■ What to produce ■
Please count the lines in the entries below that include the word "StatusCode", and give only the number.

◇ ◇ ◇ ◇ ◇ ◇ ◇

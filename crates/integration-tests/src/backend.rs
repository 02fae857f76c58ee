//! In-process mock of the Sale Tracker backend.
//!
//! Decodes the identity header the same way the real service does and keeps
//! per-user sale records in memory, so client tests exercise the full
//! request path over real HTTP.

use std::{
    net::SocketAddr,
    sync::{Arc, Mutex},
};

use api::{AuthHeaderPayload, DashboardData, DashboardStats, RecentSale, SaleCreate, SaleItem, SaleUpdate, UserInfo};
use axum::{
    Json, Router,
    extract::{Path, Query, State},
    http::{HeaderMap, StatusCode},
    response::{IntoResponse, Response},
    routing::get,
};
use dashmap::DashMap;
use serde::Deserialize;
use serde_json::{Value, json};
use url::Url;
use uuid::Uuid;

/// Response served from the authentication status endpoint.
pub struct AuthResponse {
    /// HTTP status to answer with.
    pub status: u16,
    /// JSON body of the response.
    pub body: Value,
}

impl Default for AuthResponse {
    fn default() -> Self {
        Self {
            status: 401,
            body: json!({ "error": "unauthorized" }),
        }
    }
}

#[derive(Default)]
pub struct BackendState {
    sales: DashMap<String, SaleItem>,
    auth_response: Mutex<AuthResponse>,
    dashboard_override: Mutex<Option<(u16, String)>>,
}

/// A running mock backend bound to an ephemeral local port.
pub struct MockBackend {
    address: SocketAddr,
    state: Arc<BackendState>,
}

impl MockBackend {
    /// Boot the mock on 127.0.0.1 with an OS-assigned port.
    pub async fn spawn() -> Self {
        let listener = tokio::net::TcpListener::bind("127.0.0.1:0")
            .await
            .expect("failed to bind mock backend");
        let address = listener.local_addr().expect("mock backend has no local address");

        let state = Arc::new(BackendState::default());
        let app = router(state.clone());

        tokio::spawn(async move {
            axum::serve(listener, app).await.expect("mock backend failed");
        });

        Self { address, state }
    }

    /// Base address of the running mock.
    pub fn url(&self) -> Url {
        Url::parse(&format!("http://{}", self.address)).expect("mock backend address is a valid URL")
    }

    /// Configure the authentication status endpoint's answer.
    pub fn set_auth_response(&self, status: u16, body: Value) {
        *self.state.auth_response.lock().expect("auth response lock poisoned") = AuthResponse { status, body };
    }

    /// Serve every dashboard route with a fixed status and raw text body.
    pub fn override_dashboard(&self, status: u16, body: &str) {
        *self
            .state
            .dashboard_override
            .lock()
            .expect("dashboard override lock poisoned") = Some((status, body.to_string()));
    }

    /// Number of sale records currently stored, across all users.
    pub fn sale_count(&self) -> usize {
        self.state.sales.len()
    }
}

fn router(state: Arc<BackendState>) -> Router {
    Router::new()
        .route("/.auth/me", get(auth_me))
        .route("/health", get(health))
        .route("/api/user", get(user_info))
        .route("/api/sales/", get(list_sales).post(create_sale))
        .route("/api/sales/{id}", get(get_sale).put(update_sale).delete(delete_sale))
        .route("/api/dashboard/", get(dashboard))
        .route("/api/dashboard/stats", get(dashboard_stats))
        .route("/api/dashboard/recent", get(recent_sales))
        .with_state(state)
}

/// Decode the identity header the way the real backend does: base64 of a
/// JSON principal, rejected with a 401 detail body when absent or invalid.
fn require_user(headers: &HeaderMap) -> Result<AuthHeaderPayload, Response> {
    let Some(value) = headers.get(api::IDENTITY_HEADER) else {
        return Err(unauthorized("Authentication required. No client principal found."));
    };

    let encoded = value
        .to_str()
        .map_err(|_| unauthorized("Invalid authentication data"))?;

    let payload = AuthHeaderPayload::decode(encoded).ok_or_else(|| unauthorized("Invalid authentication data"))?;

    if payload.user_id.is_empty() {
        return Err(unauthorized("Invalid authentication. User ID not found."));
    }

    Ok(payload)
}

fn unauthorized(detail: &str) -> Response {
    (
        StatusCode::UNAUTHORIZED,
        Json(json!({ "detail": detail, "status_code": 401 })),
    )
        .into_response()
}

fn not_found() -> Response {
    (
        StatusCode::NOT_FOUND,
        Json(json!({ "detail": "Sale not found", "status_code": 404 })),
    )
        .into_response()
}

fn now() -> String {
    jiff::Timestamp::now().to_string()
}

async fn auth_me(State(state): State<Arc<BackendState>>) -> Response {
    let response = state.auth_response.lock().expect("auth response lock poisoned");
    let status = StatusCode::from_u16(response.status).expect("configured auth status is valid");

    (status, Json(response.body.clone())).into_response()
}

async fn health() -> Response {
    Json(json!({ "status": "healthy", "service": "sale-tracker-api" })).into_response()
}

async fn user_info(headers: HeaderMap) -> Response {
    let user = match require_user(&headers) {
        Ok(user) => user,
        Err(response) => return response,
    };

    Json(UserInfo {
        user_id: user.user_id,
        user_details: user.user_details,
        provider: user.identity_provider,
    })
    .into_response()
}

fn user_sales(state: &BackendState, user_id: &str) -> Vec<SaleItem> {
    let mut sales: Vec<SaleItem> = state
        .sales
        .iter()
        .filter(|entry| entry.value().user_id == user_id)
        .map(|entry| entry.value().clone())
        .collect();

    sales.sort_by(|a, b| a.created_at.cmp(&b.created_at));
    sales
}

async fn list_sales(State(state): State<Arc<BackendState>>, headers: HeaderMap) -> Response {
    let user = match require_user(&headers) {
        Ok(user) => user,
        Err(response) => return response,
    };

    Json(user_sales(&state, &user.user_id)).into_response()
}

async fn create_sale(
    State(state): State<Arc<BackendState>>,
    headers: HeaderMap,
    Json(sale): Json<SaleCreate>,
) -> Response {
    let user = match require_user(&headers) {
        Ok(user) => user,
        Err(response) => return response,
    };

    let timestamp = now();
    let item = SaleItem {
        id: Uuid::new_v4().to_string(),
        user_id: user.user_id,
        product_name: sale.product_name,
        amount: sale.amount,
        sale_date: sale.sale_date,
        customer_name: sale.customer_name,
        platform: sale.platform,
        created_at: timestamp.clone(),
        updated_at: timestamp,
    };

    state.sales.insert(item.id.clone(), item.clone());

    (StatusCode::CREATED, Json(item)).into_response()
}

async fn get_sale(State(state): State<Arc<BackendState>>, headers: HeaderMap, Path(id): Path<String>) -> Response {
    let user = match require_user(&headers) {
        Ok(user) => user,
        Err(response) => return response,
    };

    match state.sales.get(&id) {
        Some(entry) if entry.value().user_id == user.user_id => Json(entry.value().clone()).into_response(),
        _ => not_found(),
    }
}

async fn update_sale(
    State(state): State<Arc<BackendState>>,
    headers: HeaderMap,
    Path(id): Path<String>,
    Json(update): Json<SaleUpdate>,
) -> Response {
    let user = match require_user(&headers) {
        Ok(user) => user,
        Err(response) => return response,
    };

    let Some(mut entry) = state.sales.get_mut(&id) else {
        return not_found();
    };

    if entry.value().user_id != user.user_id {
        return not_found();
    }

    let item = entry.value_mut();

    if let Some(product_name) = update.product_name {
        item.product_name = product_name;
    }
    if let Some(amount) = update.amount {
        item.amount = amount;
    }
    if let Some(sale_date) = update.sale_date {
        item.sale_date = sale_date;
    }
    if let Some(customer_name) = update.customer_name {
        item.customer_name = Some(customer_name);
    }
    if let Some(platform) = update.platform {
        item.platform = platform;
    }
    item.updated_at = now();

    Json(item.clone()).into_response()
}

async fn delete_sale(State(state): State<Arc<BackendState>>, headers: HeaderMap, Path(id): Path<String>) -> Response {
    let user = match require_user(&headers) {
        Ok(user) => user,
        Err(response) => return response,
    };

    let owned = state
        .sales
        .get(&id)
        .is_some_and(|entry| entry.value().user_id == user.user_id);

    if !owned {
        return not_found();
    }

    state.sales.remove(&id);
    StatusCode::NO_CONTENT.into_response()
}

fn dashboard_override(state: &BackendState) -> Option<Response> {
    let value = state
        .dashboard_override
        .lock()
        .expect("dashboard override lock poisoned");

    value.as_ref().map(|(status, body)| {
        let status = StatusCode::from_u16(*status).expect("configured override status is valid");
        (status, body.clone()).into_response()
    })
}

fn stats_for(sales: &[SaleItem]) -> DashboardStats {
    let total_sales: f64 = sales.iter().map(|sale| sale.amount).sum();
    let total_items = sales.len() as u64;
    let month_prefix = jiff::Timestamp::now().strftime("%Y-%m").to_string();
    let this_month = sales
        .iter()
        .filter(|sale| sale.sale_date.starts_with(&month_prefix))
        .map(|sale| sale.amount)
        .sum();
    let avg_price = if total_items == 0 {
        0.0
    } else {
        total_sales / total_items as f64
    };

    DashboardStats {
        total_sales,
        total_items,
        this_month,
        avg_price,
    }
}

fn recent_for(sales: &[SaleItem], limit: usize) -> Vec<RecentSale> {
    let mut sorted: Vec<&SaleItem> = sales.iter().collect();
    sorted.sort_by(|a, b| b.sale_date.cmp(&a.sale_date));

    sorted
        .into_iter()
        .take(limit.min(20))
        .map(|sale| RecentSale {
            id: sale.id.clone(),
            product_name: sale.product_name.clone(),
            amount: sale.amount,
            sale_date: sale.sale_date.clone(),
            platform: sale.platform,
            customer_name: sale.customer_name.clone(),
        })
        .collect()
}

async fn dashboard_stats(State(state): State<Arc<BackendState>>, headers: HeaderMap) -> Response {
    if let Some(response) = dashboard_override(&state) {
        return response;
    }

    let user = match require_user(&headers) {
        Ok(user) => user,
        Err(response) => return response,
    };

    Json(stats_for(&user_sales(&state, &user.user_id))).into_response()
}

#[derive(Deserialize)]
struct RecentQuery {
    limit: Option<usize>,
}

async fn recent_sales(
    State(state): State<Arc<BackendState>>,
    headers: HeaderMap,
    Query(query): Query<RecentQuery>,
) -> Response {
    if let Some(response) = dashboard_override(&state) {
        return response;
    }

    let user = match require_user(&headers) {
        Ok(user) => user,
        Err(response) => return response,
    };

    let sales = user_sales(&state, &user.user_id);
    Json(recent_for(&sales, query.limit.unwrap_or(5))).into_response()
}

async fn dashboard(State(state): State<Arc<BackendState>>, headers: HeaderMap) -> Response {
    if let Some(response) = dashboard_override(&state) {
        return response;
    }

    let user = match require_user(&headers) {
        Ok(user) => user,
        Err(response) => return response,
    };

    let sales = user_sales(&state, &user.user_id);

    Json(DashboardData {
        stats: stats_for(&sales),
        recent_sales: recent_for(&sales, 5),
    })
    .into_response()
}
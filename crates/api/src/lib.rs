//! Typed client for the Sale Tracker backend.
//!
//! Every operation maps one-to-one onto a backend route and goes through
//! the request bridge, which attaches the cached identity without ever
//! triggering a fresh resolution. Transport and HTTP failures are
//! normalized into [`ApiError`]; nothing is retried.

#![deny(missing_docs)]

mod bridge;
mod error;
mod models;

use std::sync::Arc;

use config::Config;
use http::HeaderMap;
use identity::IdentityContext;
use reqwest::StatusCode;
use serde::de::DeserializeOwned;
use url::Url;

pub use bridge::{AuthHeaderPayload, IDENTITY_HEADER, apply_identity};
pub use error::ApiError;
pub use models::{
    DashboardData, DashboardStats, Health, Platform, RecentSale, SaleCreate, SaleItem, SaleUpdate, UserInfo,
};

/// Result alias for API operations.
pub type Result<T> = std::result::Result<T, ApiError>;

/// Client for the Sale Tracker backend.
pub struct ApiClient {
    http: reqwest::Client,
    base_url: Url,
    identity: Arc<IdentityContext>,
}

impl ApiClient {
    /// Build a client over the configured base address, sharing the given
    /// identity context with the rest of the application.
    pub fn new(config: &Config, identity: Arc<IdentityContext>) -> anyhow::Result<Self> {
        let mut builder = reqwest::Client::builder();

        if let Some(timeout) = config.api.timeout {
            builder = builder.timeout(timeout);
        }

        let http = builder
            .build()
            .map_err(|e| anyhow::anyhow!("failed to build HTTP client: {e}"))?;

        Ok(Self {
            http,
            base_url: config.api.base_url.clone(),
            identity,
        })
    }

    /// All sales of the authenticated user.
    pub async fn sales(&self) -> Result<Vec<SaleItem>> {
        let builder = self.http.get(self.endpoint("/api/sales/")?);
        Self::require(self.execute(builder).await?)
    }

    /// Record a new sale.
    pub async fn create_sale(&self, sale: &SaleCreate) -> Result<SaleItem> {
        let builder = self.http.post(self.endpoint("/api/sales/")?).json(sale);
        Self::require(self.execute(builder).await?)
    }

    /// A single sale by identifier.
    pub async fn sale(&self, id: &str) -> Result<SaleItem> {
        let builder = self.http.get(self.endpoint(&format!("/api/sales/{id}"))?);
        Self::require(self.execute(builder).await?)
    }

    /// Update an existing sale.
    pub async fn update_sale(&self, id: &str, update: &SaleUpdate) -> Result<SaleItem> {
        let builder = self.http.put(self.endpoint(&format!("/api/sales/{id}"))?).json(update);
        Self::require(self.execute(builder).await?)
    }

    /// Delete a sale. Success carries no body.
    pub async fn delete_sale(&self, id: &str) -> Result<()> {
        let builder = self.http.delete(self.endpoint(&format!("/api/sales/{id}"))?);
        self.execute::<serde_json::Value>(builder).await.map(|_| ())
    }

    /// Aggregate dashboard statistics.
    pub async fn dashboard_stats(&self) -> Result<DashboardStats> {
        let builder = self.http.get(self.endpoint("/api/dashboard/stats")?);
        Self::require(self.execute(builder).await?)
    }

    /// The most recent sales. The backend defaults to five and caps the
    /// limit at twenty; the value is passed through verbatim.
    pub async fn recent_sales(&self, limit: Option<u32>) -> Result<Vec<RecentSale>> {
        let mut builder = self.http.get(self.endpoint("/api/dashboard/recent")?);

        if let Some(limit) = limit {
            builder = builder.query(&[("limit", limit)]);
        }

        Self::require(self.execute(builder).await?)
    }

    /// The combined dashboard payload: statistics plus recent sales.
    pub async fn dashboard(&self) -> Result<DashboardData> {
        let builder = self.http.get(self.endpoint("/api/dashboard/")?);
        Self::require(self.execute(builder).await?)
    }

    /// Current-user information as the backend sees it.
    pub async fn current_user(&self) -> Result<UserInfo> {
        let builder = self.http.get(self.endpoint("/api/user")?);
        Self::require(self.execute(builder).await?)
    }

    /// Backend liveness. Not identity-gated.
    pub async fn health(&self) -> Result<Health> {
        let builder = self.http.get(self.endpoint("/health")?);
        Self::require(self.execute(builder).await?)
    }

    fn endpoint(&self, path: &str) -> Result<Url> {
        self.base_url
            .join(path)
            .map_err(|e| ApiError::Transport(format!("invalid request address '{path}': {e}")))
    }

    /// Issue one request through the bridge and normalize the outcome.
    ///
    /// `Ok(None)` is a success without content; typed operations decide
    /// whether that satisfies their contract.
    async fn execute<T: DeserializeOwned>(&self, builder: reqwest::RequestBuilder) -> Result<Option<T>> {
        let mut headers = HeaderMap::new();
        apply_identity(&mut headers, self.identity.current().as_ref());

        let response = builder
            .headers(headers)
            .send()
            .await
            .map_err(|e| ApiError::Transport(e.to_string()))?;

        let status = response.status();

        if !status.is_success() {
            let body = response.text().await.unwrap_or_default();

            return Err(ApiError::Http {
                status: status.as_u16(),
                reason: status.canonical_reason().unwrap_or("unknown status").to_string(),
                body,
            });
        }

        if status == StatusCode::NO_CONTENT {
            return Ok(None);
        }

        let text = response
            .text()
            .await
            .map_err(|e| ApiError::Transport(format!("failed to read response body: {e}")))?;

        match serde_json::from_str(&text) {
            Ok(value) => Ok(Some(value)),
            Err(e) => {
                log::debug!("malformed response body: {e}");
                Err(ApiError::Malformed(e.to_string()))
            }
        }
    }

    fn require<T>(response: Option<T>) -> Result<T> {
        response.ok_or_else(|| ApiError::Malformed("server returned no content".to_string()))
    }
}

◇ ◇ ◇ ◇ ◇ ◇ ◇

■ Response ■
9